I have a question or two which have no particular background, or direction, really just a subject that I think about sometimes. Those of you who are Teaching Elders/Ministers/Pastors in Presbyterian or United Reformed churches or whatever (i.e non-independent type thing) are you members of the local congregation, or members of presbytery, both or something else? (I guess RE's can answer to the position their denomination generally holds).

Related question - I'm assuming there is not uniformity on this subject, can anyone point me to books, articles on the subject etc. where the various positions are argued. I'm guessing someone like George Gillespie probably had an opinion on this .

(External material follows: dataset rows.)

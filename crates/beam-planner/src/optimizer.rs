//! Randomized restarts around the greedy planner
//!
//! Each trial shuffles the satellite and user orders with its own RNG, runs
//! [`plan_beams`], and the best coverage wins. Trials share no state, so with
//! the `parallel` feature they run on the rayon pool; the winner is still
//! picked in trial order, so a seeded run gives the same answer either way.

use crate::planner::{plan_beams, Plan};
use crate::{PlannerConfig, Scenario};
use rand::rngs::StdRng;
use rand::seq::SliceRandom;
use rand::{Rng, SeedableRng};
use serde::{Deserialize, Serialize};
use tracing::{debug, info};

#[cfg(feature = "parallel")]
use rayon::prelude::*;

/// Default number of shuffled trials
pub const DEFAULT_TRIALS: usize = 1;

/// Outcome of an optimizer run
#[derive(Debug, Clone, Serialize, Deserialize)]
pub struct Optimization {
    /// Best plan seen; empty when no trial ran
    pub best: Plan,
    /// Index of the trial that produced `best`
    pub best_trial: Option<usize>,
    /// Coverage rate of every trial, in trial order
    pub trial_coverage: Vec<f64>,
    /// Master seed the trial seeds were drawn from
    pub seed: u64,
}

#[derive(Debug, Clone)]
pub struct PlanningOptimizer {
    pub trials: usize,
    pub seed: Option<u64>,
    pub config: PlannerConfig,
}

impl Default for PlanningOptimizer {
    fn default() -> Self {
        Self::new(PlannerConfig::default())
    }
}

impl PlanningOptimizer {
    pub fn new(config: PlannerConfig) -> Self {
        Self {
            trials: DEFAULT_TRIALS,
            seed: None,
            config,
        }
    }

    pub fn with_trials(mut self, trials: usize) -> Self {
        self.trials = trials;
        self
    }

    pub fn with_seed(mut self, seed: u64) -> Self {
        self.seed = Some(seed);
        self
    }

    /// Run every trial and keep the strictly best coverage (ties keep the earlier trial)
    pub fn run(&self, scenario: &Scenario) -> Optimization {
        let seed = self.seed.unwrap_or_else(|| StdRng::from_entropy().gen());
        let mut master = StdRng::seed_from_u64(seed);
        let trial_seeds: Vec<u64> = (0..self.trials).map(|_| master.gen()).collect();

        info!(
            "Running {} planning trial(s) over {} satellites and {} users (seed {})",
            self.trials,
            scenario.satellites.len(),
            scenario.users.len(),
            seed
        );

        #[cfg(feature = "parallel")]
        let plans: Vec<Plan> = trial_seeds
            .par_iter()
            .map(|&s| self.run_trial(scenario, s))
            .collect();

        #[cfg(not(feature = "parallel"))]
        let plans: Vec<Plan> = trial_seeds
            .iter()
            .map(|&s| self.run_trial(scenario, s))
            .collect();

        let trial_coverage: Vec<f64> = plans.iter().map(|p| p.coverage_rate).collect();

        let mut best: Option<(usize, Plan)> = None;
        for (index, plan) in plans.into_iter().enumerate() {
            debug!("trial {}: {:.4} coverage", index, plan.coverage_rate);
            let improves = best
                .as_ref()
                .map_or(true, |(_, current)| plan.coverage_rate > current.coverage_rate);
            if improves {
                best = Some((index, plan));
            }
        }

        let (best_trial, best) = match best {
            Some((index, plan)) => (Some(index), plan),
            None => (None, Plan::default()),
        };

        info!(
            "Best coverage {:.1}% from trial {:?}",
            best.coverage_rate * 100.0,
            best_trial
        );

        Optimization {
            best,
            best_trial,
            trial_coverage,
            seed,
        }
    }

    fn run_trial(&self, scenario: &Scenario, seed: u64) -> Plan {
        let mut rng = StdRng::seed_from_u64(seed);
        let mut satellites = scenario.satellite_ids();
        let mut users = scenario.user_ids();
        satellites.shuffle(&mut rng);
        users.shuffle(&mut rng);

        plan_beams(scenario, &users, &satellites, &self.config)
    }
}
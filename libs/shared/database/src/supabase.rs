use anyhow::{anyhow, Result};
use reqwest::{
    header::{HeaderMap, HeaderValue, AUTHORIZATION, CONTENT_TYPE},
    Client, Method,
};
use serde::de::DeserializeOwned;
use serde_json::Value;
use tracing::{debug, error};

use shared_config::AppConfig;

/// Thin PostgREST client. All engine reads and writes go through here with
/// the service-role key; row-level security stays enforced upstream for the
/// user-facing surfaces that are not part of this engine.
pub struct SupabaseClient {
    client: Client,
    base_url: String,
    anon_key: String,
    service_key: String,
}

impl SupabaseClient {
    pub fn new(config: &AppConfig) -> Self {
        Self {
            client: Client::new(),
            base_url: config.supabase_url.clone(),
            anon_key: config.supabase_anon_key.clone(),
            service_key: config.supabase_service_key.clone(),
        }
    }

    fn get_headers(&self) -> HeaderMap {
        let mut headers = HeaderMap::new();

        headers.insert("apikey", HeaderValue::from_str(&self.anon_key).unwrap_or_else(|_| HeaderValue::from_static("")));
        headers.insert(CONTENT_TYPE, HeaderValue::from_static("application/json"));

        let bearer = if self.service_key.is_empty() {
            &self.anon_key
        } else {
            &self.service_key
        };
        if let Ok(value) = HeaderValue::from_str(&format!("Bearer {}", bearer)) {
            headers.insert(AUTHORIZATION, value);
        }

        headers
    }

    pub async fn request<T>(&self, method: Method, path: &str, body: Option<Value>) -> Result<T>
    where
        T: DeserializeOwned,
    {
        self.request_with_headers(method, path, body, None).await
    }

    pub async fn request_with_headers<T>(
        &self,
        method: Method,
        path: &str,
        body: Option<Value>,
        extra_headers: Option<HeaderMap>,
    ) -> Result<T>
    where
        T: DeserializeOwned,
    {
        let url = format!("{}{}", self.base_url, path);
        debug!("Making request to {}", url);

        let mut headers = self.get_headers();
        if let Some(extra) = extra_headers {
            headers.extend(extra);
        }

        let mut req = self.client.request(method, &url).headers(headers);

        if let Some(body_data) = body {
            req = req.json(&body_data);
        }

        let response = req.send().await?;

        let status = response.status();
        if !status.is_success() {
            let error_text = response.text().await?;
            error!("API error ({}): {}", status, error_text);

            return Err(match status.as_u16() {
                401 | 403 => anyhow!("Authentication error: {}", error_text),
                404 => anyhow!("Resource not found: {}", error_text),
                409 => anyhow!("Row conflict: {}", error_text),
                _ => anyhow!("API error ({}): {}", status, error_text),
            });
        }

        let data = response.json::<T>().await?;
        Ok(data)
    }
}
pub mod handlers;
pub mod models;
pub mod router;
pub mod services;
pub mod store;
pub mod timeline;

// Re-export the engine surface for external use
pub use models::{
    Appointment, AppointmentEvent, AppointmentEventType, AppointmentStatus, BlockedRange,
    BookAppointmentRequest, BreakWindow, ConflictKind, RescheduleAppointmentRequest,
    SchedulingContext, SchedulingError, Service, Slot, WorkingHours,
};
pub use services::{AvailabilityService, BookingService, ConflictService};
pub use store::{BookingStore, ScheduleStore, ServiceCatalog};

I'm not particularly interested in the discussion going in the direction of you guys arguing about who's right or wrong, so best just stick to the above couple of questions, though I don't mind someone mentioning that x is the prevalent position in THE ZPC of Zipland or such like.


----------



## Covenant Joel (Feb 24, 2012)

In the PCA, Teaching Elders are members of presbytery, not the congregation.


----------



## Scottish Lass (Feb 24, 2012)

Since my husband may not see this, it's the same in the ARP as the PCA--members of Presbytery.


----------



## Andres (Feb 24, 2012)

Ditto for the OPC.


----------



## JP Wallace (Feb 24, 2012)

Maybe I was wrong in thinking there is varied approach to this now-a-days? 3/3 any more takers? Resources?


----------



## Dearly Bought (Feb 24, 2012)

JP Wallace said:


> Maybe I was wrong in thinking there is varied approach to this now-a-days? 3/3 any more takers? Resources?



I'm just a layman, but I can point you to the URCNA's position. In the URCNA Church Order, Article 16 states,


> Among churches belonging to the federation, three assemblies shall be recognized: the Consistory, the classis and the synod. Classis and synod are broader assemblies that exist only when meeting by delegation. Only the Consistory is a continuing body.


Also, Article 25:


> No broader assembly shall have the power to depose an office-bearer or otherwise exercise church discipline, since these powers belong to the Consistory.


And, Article 63:


> When a minister, elder or deacon has committed a public or gross sin, or refuses to heed the admonitions of the Consistory, he shall be suspended from his office by his own Consistory with the concurring advice of the Consistories of two neighboring churches. Should he harden himself in his sin, or when the sin committed is of such a nature that he cannot continue in office, he shall be deposed by his Consistory with the concurring advice of classis.



In Dutch Reformed polity, all officers are members of the local congregation and are subject to discipline from the other officers of the consistory. Classis and synod are considered occasional meetings of churches in federation ("broader assemblies"), not continuing bodies of church government.


----------



## Guido's Brother (Feb 24, 2012)

Bryan is right. That's one of the differences between Presbyterian and Dutch (Dort) Reformed polity. I'm a member of my local congregation and under the oversight of the elders of this church.


----------